The 2011-2012 legislative session saw the passage of one of the largest reforms to Workers’ Compensation law in nearly a decade, Senate Bill 863 (SB 863).

The reforms, supported by a coalition of labor and business representatives, increased permanent disability benefits while also instituting a number of cost-saving reforms. The intent was that the cost savings would balance out the cost of the increased disability benefits.

Senate Labor & Industrial relations committee members recently held a hearing on the challenges and opportunities that have come to light in the process of implementing SB 863. Testimony came from more than a dozen representatives of industry, labor, and research institutes tasked with monitoring and tracking the Workers’ Compensation insurance system. Over four hours, participants outlined lessons learned and opportunities for improvement.

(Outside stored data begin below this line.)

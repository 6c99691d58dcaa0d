//! Configuration management for Brook.
//!
//! Configuration is read from `~/.config/brook/config.toml` at startup.
//! If the file doesn't exist, a default configuration with comments is created.

use serde::Deserialize;
use std::fs;
use std::io::Write;
use std::path::PathBuf;

use crate::fetcher::parallel::DEFAULT_WORKERS;

/// Main configuration struct.
#[derive(Debug, Clone, Default, Deserialize)]
#[serde(default)]
pub struct Config {
    pub database: DatabaseConfig,
    pub update: UpdateConfig,
}

/// Store preferences.
#[derive(Debug, Clone, Deserialize)]
#[serde(default)]
pub struct DatabaseConfig {
    /// Id of the folder every feed descends from.
    pub home_folder: String,
    /// Move old entries to the trash.
    pub expire_entries: bool,
    /// Age in days after which entries expire.
    pub entry_expiration_age: u32,
    /// Keep at most `max_stored_entries` entries per feed.
    pub limit_stored_entries: bool,
    pub max_stored_entries: u32,
    /// Days a hidden feed and its entries are kept before being purged.
    pub hidden_feed_retention: u32,
    /// Default for feeds without their own setting.
    pub mark_modified_entries_unread: bool,
    /// Flat-file mirrors of the feed list. Empty means next to the database.
    pub backup_paths: Vec<PathBuf>,
    /// Location of a database left behind by an older installation.
    pub legacy_path: Option<PathBuf>,
    pub migration_batch_size: usize,
}

impl Default for DatabaseConfig {
    fn default() -> Self {
        Self {
            home_folder: "0".to_string(),
            expire_entries: false,
            entry_expiration_age: 60,
            limit_stored_entries: false,
            max_stored_entries: 100,
            hidden_feed_retention: 30,
            mark_modified_entries_unread: true,
            backup_paths: Vec::new(),
            legacy_path: None,
            migration_batch_size: 200,
        }
    }
}

/// Feed update preferences.
#[derive(Debug, Clone, Deserialize)]
#[serde(default)]
pub struct UpdateConfig {
    /// Number of feeds fetched concurrently.
    pub workers: usize,
}

impl Default for UpdateConfig {
    fn default() -> Self {
        Self {
            workers: DEFAULT_WORKERS,
        }
    }
}

impl Config {
    /// Load configuration from the default path.
    ///
    /// If the config file doesn't exist, creates a default one with comments.
    /// If the config file exists but is invalid, returns an error.
    /// Missing fields in the config file will use default values.
    pub fn load() -> Result<Self, ConfigError> {
        let config_path = Self::default_config_path()?;

        if !config_path.exists() {
            Self::create_default_config(&config_path)?;
            return Ok(Self::default());
        }

        let content = fs::read_to_string(&config_path).map_err(|e| ConfigError::Io {
            path: config_path.clone(),
            source: e,
        })?;

        let config: Config = toml::from_str(&content).map_err(|e| ConfigError::Parse {
            path: config_path,
            source: e,
        })?;

        Ok(config)
    }

    /// Get the default config file path: `~/.config/brook/config.toml`
    pub fn default_config_path() -> Result<PathBuf, ConfigError> {
        let config_dir = dirs::config_dir().ok_or(ConfigError::NoConfigDir)?;
        Ok(config_dir.join("brook").join("config.toml"))
    }

    /// Create a default config file with comments.
    fn create_default_config(path: &PathBuf) -> Result<(), ConfigError> {
        if let Some(parent) = path.parent() {
            fs::create_dir_all(parent).map_err(|e| ConfigError::Io {
                path: parent.to_path_buf(),
                source: e,
            })?;
        }

        let mut file = fs::File::create(path).map_err(|e| ConfigError::Io {
            path: path.clone(),
            source: e,
        })?;

        file.write_all(Self::default_config_content().as_bytes())
            .map_err(|e| ConfigError::Io {
                path: path.clone(),
                source: e,
            })?;

        Ok(())
    }

    /// Generate the default config file content with comments.
    fn default_config_content() -> String {
        r##"# Brook Configuration

[database]
# Folder id at the root of the feed tree
home_folder = "0"

# Move entries older than entry_expiration_age days to the trash
expire_entries = false
entry_expiration_age = 60

# Keep at most max_stored_entries entries per feed (starred entries are kept)
limit_stored_entries = false
max_stored_entries = 100

# Days an unsubscribed feed is kept before it and its entries are purged
hidden_feed_retention = 30

# Mark entries unread again when the publisher updates them
mark_modified_entries_unread = true

# Feed list backups; leave empty to keep them next to the database
# backup_paths = ["/path/to/feeds-backup.json", "/other/path/feeds-backup.json"]

# Database left behind by an older installation, migrated on startup
# legacy_path = "/path/to/legacy.db"

# Entries copied per legacy migration transaction
migration_batch_size = 200

[update]
# Number of feeds fetched concurrently
workers = 10
"##
        .to_string()
    }
}

/// Configuration errors.
#[derive(Debug, thiserror::Error)]
pub enum ConfigError {
    #[error("Could not determine config directory")]
    NoConfigDir,

    #[error("Failed to read/write config file at {path}: {source}")]
    Io {
        path: PathBuf,
        source: std::io::Error,
    },

    #[error("Failed to parse config file at {path}: {source}")]
    Parse {
        path: PathBuf,
        source: toml::de::Error,
    },
}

One of the biggest “misses” of the reform, according to participants, was the prediction of how many Independent Medical Reviews would be conducted. The Independent Medical Review (IMR) process replaced a lengthy and more complicated system in which attorneys and judges determined the medical necessity of specific treatment programs, saving costs by establishing a bureaucratic administrative process based on input from medical professionals. The expectation was that 100% of cases formerly addressed through litigation would convert to the IMR process (roughly 50,000 cases.) Instead, the simplified and less costly IMR process actually resulted in nearly 150,000 requests!

Thankfully, IMR costs account for only 0.3% of all Workers’ Compensation costs – so the error in prediction has not had too dramatic a financial impact. However, the over-utilization of the system provides important information for future reforms. Claims administration represents more than 30% of all workers’ compensation costs, so a certain number of reform proposals focus on simplifying the claims administration process. However, the IMR reform experience highlights that making processes simpler also lowers the bar to participating in those processes. Attempts to simplify claim administration may be offset by increased numbers or complexity of claims.

Another “miss” of the reforms – though it is difficult to see how this could be avoided – is that the process of establishing fee schedules for various services is a slow one. Even today, a full two years into the process, certain fee schedules have not been completed. Because there is the expectation that the schedules will be completed at some point in the future, insurers have been delaying payment to providers in order to wait and use the established fee schedule (rather than risk overcompensating providers.) This has caused a significant amount of friction in the system, and has ultimately increased costs by increasing the administrative time spent dealing with irate providers attempting to collect bills.

The general consensus of hearing participants was that there were a number of small, near-term legislative tweaks that could improve the functioning of the reforms. They felt, however, that it was too soon in the process to definitely declare SB 863 a success or failure, and that legislative efforts to dramatically reorganize the reforms were premature. We will continue to monitor the Workers’ Compensation legislative landscape as it develops throughout this legislative session.